# PROBLEM DETAILS:
In the data below, find the line that contains "use crate::config::HeuristicConfig;" and the line that contains "the learned predictor.". Copy both, plus every line between them, exactly.

* * * * * * *

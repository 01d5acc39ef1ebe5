//! # Observability & Tracing
//!
//! Initializes structured logging with the `tracing` crate. Spans follow each
//! request through the service, the store client, and the store actor, with
//! levels controlled via `RUST_LOG`:
//!
//! ```bash
//! # Compact logs
//! RUST_LOG=info cargo test
//!
//! # Full payloads at function entry points (tokens stay redacted)
//! RUST_LOG=debug cargo test
//!
//! # Filter to the store actor only
//! RUST_LOG=canteen_orders::store=debug cargo test
//! ```
pub fn setup_tracing() {
    tracing_subscriber::fmt()
        .with_env_filter(tracing_subscriber::EnvFilter::from_default_env())
        .with_target(false) // Entity type fields carry the context instead
        .compact()
        .init();
}
use canteen_orders::clients::EntityClient;
use canteen_orders::config::{EngineConfig, PredictorConfig};
use canteen_orders::model::{OrderItem, OrderStatus};
use canteen_orders::order_store::OrderError;
use canteen_orders::runtime::CanteenSystem;
use canteen_orders::service::NewOrder;

fn thali_order(vendor_id: &str, student_id: &str) -> NewOrder {
    NewOrder {
        vendor_id: vendor_id.into(),
        student_id: student_id.into(),
        items: vec![OrderItem::new("Thali", 1, 5)],
        prep_minutes: Some(5),
    }
}

/// Full end-to-end walk: heuristic ETA arithmetic, creation response shape,
/// and load-aware estimates as the vendor's queue grows.
#[tokio::test]
async fn create_order_returns_load_aware_eta_and_token() {
    let system = CanteenSystem::new(EngineConfig::default());

    // Empty queue: 0 active * 5 + 5.
    let first = system
        .orders
        .create_order(thali_order("V1", "S1"))
        .await
        .expect("Failed to create first order");
    assert_eq!(first.eta_minutes, 5);
    assert!(!first.pickup_token.is_empty());

    // A second vendor's queue does not count toward V1's load.
    system
        .orders
        .create_order(thali_order("V2", "S9"))
        .await
        .expect("Failed to create other-vendor order");

    let second = system
        .orders
        .create_order(thali_order("V1", "S2"))
        .await
        .expect("Failed to create second order");
    assert_eq!(second.eta_minutes, 10);

    // Two active orders ahead: 2 * 5 + 5 = 15, the canonical scenario.
    let third = system
        .orders
        .create_order(thali_order("V1", "S3"))
        .await
        .expect("Failed to create third order");
    assert_eq!(third.eta_minutes, 15);
    assert_eq!(third.pickup_token.len(), 32);
    assert_ne!(third.pickup_token, first.pickup_token);

    // The stored record starts at `ordered` with the issued token.
    let stored = system
        .store
        .get(third.order_id.clone())
        .await
        .expect("Failed to get order")
        .expect("Order not found");
    assert_eq!(stored.status, OrderStatus::Ordered);
    assert_eq!(stored.eta_minutes, 15);
    assert_eq!(stored.pickup_token, third.pickup_token);

    system.shutdown().await.expect("Failed to shutdown system");
}

/// Three advances walk ordered -> preparing -> ready -> collected; a fourth
/// hits the terminal state.
#[tokio::test]
async fn advance_status_walks_the_lifecycle_then_stops() {
    let system = CanteenSystem::new(EngineConfig::default());
    let receipt = system
        .orders
        .create_order(thali_order("V1", "S1"))
        .await
        .unwrap();
    let id = receipt.order_id;

    assert_eq!(
        system.orders.advance_status(&id, None).await,
        Ok(OrderStatus::Preparing)
    );
    assert_eq!(
        system.orders.advance_status(&id, None).await,
        Ok(OrderStatus::Ready)
    );
    assert_eq!(
        system.orders.advance_status(&id, None).await,
        Ok(OrderStatus::Collected)
    );
    assert_eq!(
        system.orders.advance_status(&id, None).await,
        Err(OrderError::TerminalState)
    );

    system.shutdown().await.unwrap();
}

/// Explicit targets go through the same monotonicity check as automatic
/// advancement: no skipping, no regression.
#[tokio::test]
async fn explicit_targets_cannot_skip_or_regress() {
    let system = CanteenSystem::new(EngineConfig::default());
    let receipt = system
        .orders
        .create_order(thali_order("V1", "S1"))
        .await
        .unwrap();
    let id = receipt.order_id;

    // Jumping straight to collected is rejected.
    assert_eq!(
        system
            .orders
            .advance_status(&id, Some(OrderStatus::Collected))
            .await,
        Err(OrderError::InvalidTransition {
            from: OrderStatus::Ordered,
            to: OrderStatus::Collected,
        })
    );

    // The immediate successor is fine.
    assert_eq!(
        system
            .orders
            .advance_status(&id, Some(OrderStatus::Preparing))
            .await,
        Ok(OrderStatus::Preparing)
    );

    // Moving backward is rejected; the stored status is untouched.
    assert_eq!(
        system
            .orders
            .advance_status(&id, Some(OrderStatus::Ordered))
            .await,
        Err(OrderError::InvalidTransition {
            from: OrderStatus::Preparing,
            to: OrderStatus::Ordered,
        })
    );
    let stored = system.store.get(id).await.unwrap().unwrap();
    assert_eq!(stored.status, OrderStatus::Preparing);

    system.shutdown().await.unwrap();
}

#[tokio::test]
async fn unknown_orders_report_not_found() {
    let system = CanteenSystem::new(EngineConfig::default());

    assert_eq!(
        system.orders.advance_status("no-such-order", None).await,
        Err(OrderError::NotFound("no-such-order".into()))
    );
    assert_eq!(
        system.orders.pickup("no-such-order", "any-token").await,
        Err(OrderError::NotFound("no-such-order".into()))
    );

    system.shutdown().await.unwrap();
}

/// A configured but unreachable scoring service never fails order creation:
/// every estimate resolves through the heuristic fallback.
#[tokio::test]
async fn dead_scoring_service_degrades_to_the_heuristic() {
    // Bind then drop to obtain a port nothing is listening on.
    let listener = tokio::net::TcpListener::bind("127.0.0.1:0").await.unwrap();
    let addr = listener.local_addr().unwrap();
    drop(listener);

    let mut config = EngineConfig::default();
    config.predictor = Some(PredictorConfig {
        url: format!("http://{}/predict", addr),
        timeout_ms: 200,
    });
    let system = CanteenSystem::new(config);

    let receipt = system
        .orders
        .create_order(thali_order("V1", "S1"))
        .await
        .expect("Creation must survive a dead predictor");
    // Heuristic with an empty queue: 0 * 5 + 5.
    assert_eq!(receipt.eta_minutes, 5);

    system.shutdown().await.unwrap();
}

/// The queue lists a vendor's not-yet-collected orders, oldest first, and
/// never includes collected ones.
#[tokio::test]
async fn queue_tracks_active_orders_only() {
    let system = CanteenSystem::new(EngineConfig::default());

    let first = system
        .orders
        .create_order(thali_order("V1", "S1"))
        .await
        .unwrap();
    let second = system
        .orders
        .create_order(thali_order("V1", "S2"))
        .await
        .unwrap();
    system
        .orders
        .create_order(thali_order("V2", "S3"))
        .await
        .unwrap();

    let queue = system.orders.queue("V1").await.unwrap();
    assert_eq!(queue.len(), 2);
    assert_eq!(queue[0].order_id, first.order_id);
    assert_eq!(queue[1].order_id, second.order_id);
    assert!(queue.iter().all(|entry| entry.status.is_active()));

    // Collect the first order; it drops out of the queue.
    for _ in 0..2 {
        system.orders.advance_status(&first.order_id, None).await.unwrap();
    }
    system
        .orders
        .pickup(&first.order_id, &first.pickup_token)
        .await
        .unwrap();

    let queue = system.orders.queue("V1").await.unwrap();
    assert_eq!(queue.len(), 1);
    assert_eq!(queue[0].order_id, second.order_id);

    system.shutdown().await.unwrap();
}
//! Deterministic wait-time formula. The universal fallback.

use async_trait::async_trait;

use crate::config::HeuristicConfig;
use crate::eta::predictor::{Predictor, PredictorError};
use crate::eta::EtaInputs;

/// `active_orders * per_order_minutes + base_minutes`.
///
/// No external dependency and no failure mode, which is exactly what makes it
/// usable as the fallback behind the learned predictor.
#[derive(Debug, Clone)]
pub struct HeuristicPredictor {
    base_minutes: u32,
    per_order_minutes: u32,
}

impl HeuristicPredictor {
    pub fn new(config: &HeuristicConfig) -> Self {
        Self {
            base_minutes: config.base_minutes,
            per_order_minutes: config.per_order_minutes,
        }
    }

    /// The formula itself, usable synchronously.
    pub fn formula(&self, active_orders: u32) -> u32 {
        active_orders * self.per_order_minutes + self.base_minutes
    }
}

#[async_trait]
impl Predictor for HeuristicPredictor {
    async fn predict(&self, inputs: &EtaInputs) -> Result<f64, PredictorError> {
        Ok(f64::from(self.formula(inputs.active_orders)))
    }
}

* * * * * * *

# ANSWER FOR THIS EXERCISE:
use crate::config::HeuristicConfig;
use crate::eta::predictor::{Predictor, PredictorError};
use crate::eta::EtaInputs;

/// `active_orders * per_order_minutes + base_minutes`.
///
/// No external dependency and no failure mode, which is exactly what makes it
/// usable as the fallback behind the learned predictor.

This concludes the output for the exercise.